Prints of Beardsley's drawings were included in the English edition of Salome, published in 1894 by Elkin Mathews and John Lane of The Bodley Head in London and by Copeland and Day in Boston, Massachusetts, reproduced using a set of wood engravings made by Carl Hentschel. Beardsley's stylised signature of parallel lines appears in the top right; versions printed from the woodcut also have Hentschel's initials in the bottom left.

The original pen and ink drawings were later reproduced using a photographic lineblock process, in which the original drawings were photographed and the negatives used to create printing blocks on light-sensitive plates. The plate measures 23 × 16.8 cm.

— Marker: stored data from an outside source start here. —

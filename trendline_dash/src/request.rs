//! The immutable request handed to a trendline-detection engine.

use std::sync::Arc;

use price_history::{NormalizedSeries, PriceBar, models::timeframe::TimeFrame};
use serde::{Serialize, Serializer, ser::SerializeStruct};
use thiserror::Error;

use crate::options::{MINIMUM_POINTS_FLOOR, TrendlineOptions};

#[derive(Debug, Error, PartialEq, Eq)]
pub enum BuildError {
    #[error("Invalid options: minimum_points is {got}, must be at least {}", MINIMUM_POINTS_FLOOR)]
    InvalidOptions { got: u32 },

    #[error("Series for {symbol} has no bars")]
    EmptySeries { symbol: String },
}

/// Column identifiers the detection engine reads each field from.
#[derive(Debug, Clone, Copy, PartialEq, Eq, Serialize)]
pub struct ColumnBindings {
    pub date: &'static str,
    pub open: &'static str,
    pub high: &'static str,
    pub low: &'static str,
    pub close: &'static str,
}

impl ColumnBindings {
    pub const STANDARD: ColumnBindings = ColumnBindings {
        date: "Date",
        open: "Open",
        high: "High",
        low: "Low",
        close: "Close",
    };
}

/// A normalized series paired with detection options. Never mutated after [`build`].
#[derive(Debug, Clone, PartialEq)]
pub struct TrendlineRequest {
    series: Arc<NormalizedSeries>,
    options: TrendlineOptions,
    time_interval: TimeFrame,
    columns: ColumnBindings,
}

impl TrendlineRequest {
    pub fn series(&self) -> &NormalizedSeries {
        &self.series
    }

    /// Shared handle to the series, for collaborators that outlive the request.
    pub fn shared_series(&self) -> Arc<NormalizedSeries> {
        Arc::clone(&self.series)
    }

    pub fn options(&self) -> &TrendlineOptions {
        &self.options
    }

    pub fn time_interval(&self) -> TimeFrame {
        self.time_interval
    }

    pub fn columns(&self) -> ColumnBindings {
        self.columns
    }
}

/// Builds a [`TrendlineRequest`].
///
/// ```
/// # use std::sync::Arc;
/// # use price_history::NormalizedSeries;
/// # use trendline_dash::{options::TrendlineOptions, request::{BuildError, TrendlineRequestBuilder}};
/// let series = Arc::new(NormalizedSeries::empty("SPY"));
/// let err = TrendlineRequestBuilder::new(series)
///     .options(TrendlineOptions { minimum_points: 1, ..Default::default() })
///     .build()
///     .unwrap_err();
/// assert_eq!(err, BuildError::InvalidOptions { got: 1 });
/// ```
#[derive(Debug, Clone)]
pub struct TrendlineRequestBuilder {
    series: Arc<NormalizedSeries>,
    options: TrendlineOptions,
}

impl TrendlineRequestBuilder {
    pub fn new(series: impl Into<Arc<NormalizedSeries>>) -> Self {
        Self {
            series: series.into(),
            options: TrendlineOptions::default(),
        }
    }

    pub fn options(mut self, options: TrendlineOptions) -> Self {
        self.options = options;
        self
    }

    /// Checks the options, then fixes the daily interval and the standard column bindings.
    pub fn build(self) -> Result<TrendlineRequest, BuildError> {
        check_options(&self.options)?;
        if self.series.is_empty() {
            return Err(BuildError::EmptySeries {
                symbol: self.series.symbol().to_string(),
            });
        }

        Ok(TrendlineRequest {
            series: self.series,
            options: self.options,
            time_interval: TimeFrame::day(),
            columns: ColumnBindings::STANDARD,
        })
    }
}

/// Rejects options a detection engine cannot honor.
pub fn check_options(options: &TrendlineOptions) -> Result<(), BuildError> {
    if options.minimum_points < MINIMUM_POINTS_FLOOR {
        return Err(BuildError::InvalidOptions {
            got: options.minimum_points,
        });
    }
    Ok(())
}

/// Shorthand for `TrendlineRequestBuilder::new(series).options(options).build()`.
pub fn build(
    series: impl Into<Arc<NormalizedSeries>>,
    options: TrendlineOptions,
) -> Result<TrendlineRequest, BuildError> {
    TrendlineRequestBuilder::new(series).options(options).build()
}

/// One row keyed by the bound column names.
struct BoundRow<'a> {
    columns: ColumnBindings,
    bar: &'a PriceBar,
}

impl Serialize for BoundRow<'_> {
    fn serialize<S: Serializer>(&self, serializer: S) -> Result<S::Ok, S::Error> {
        let mut s = serializer.serialize_struct("Row", 5)?;
        s.serialize_field(self.columns.date, &self.bar.date)?;
        s.serialize_field(self.columns.open, &self.bar.open)?;
        s.serialize_field(self.columns.high, &self.bar.high)?;
        s.serialize_field(self.columns.low, &self.bar.low)?;
        s.serialize_field(self.columns.close, &self.bar.close)?;
        s.end()
    }
}

impl Serialize for TrendlineRequest {
    fn serialize<S: Serializer>(&self, serializer: S) -> Result<S::Ok, S::Error> {
        let rows: Vec<BoundRow<'_>> = self
            .series
            .bars()
            .iter()
            .map(|bar| BoundRow {
                columns: self.columns,
                bar,
            })
            .collect();

        let mut s = serializer.serialize_struct("TrendlineRequest", 5)?;
        s.serialize_field("symbol", self.series.symbol())?;
        s.serialize_field("time_interval", &self.time_interval.to_string())?;
        s.serialize_field("columns", &self.columns)?;
        s.serialize_field("options", &self.options)?;
        s.serialize_field("rows", &rows)?;
        s.end()
    }
}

John Lane published a second version of the play on Japanese vellum in 1904 with 16 plates, including the ten original drawings, with the decorative front cover, title page and list of illustrations from the original 1894 book; added to these thirteen prints were an image of John and Solome, a second version of The Toilette of Salome, and an endpiece. Another version was published in 1907 with several new images, including Salome on a Settle.

The face of the (wo)man in the moon with drooping eyes in the first plate appears to be a caricature of Wilde himself; faces with similar features also appearing in plates 4 (The Platonic Lament), 5 (Enter Herodias) and 6 (The Eyes of Herod).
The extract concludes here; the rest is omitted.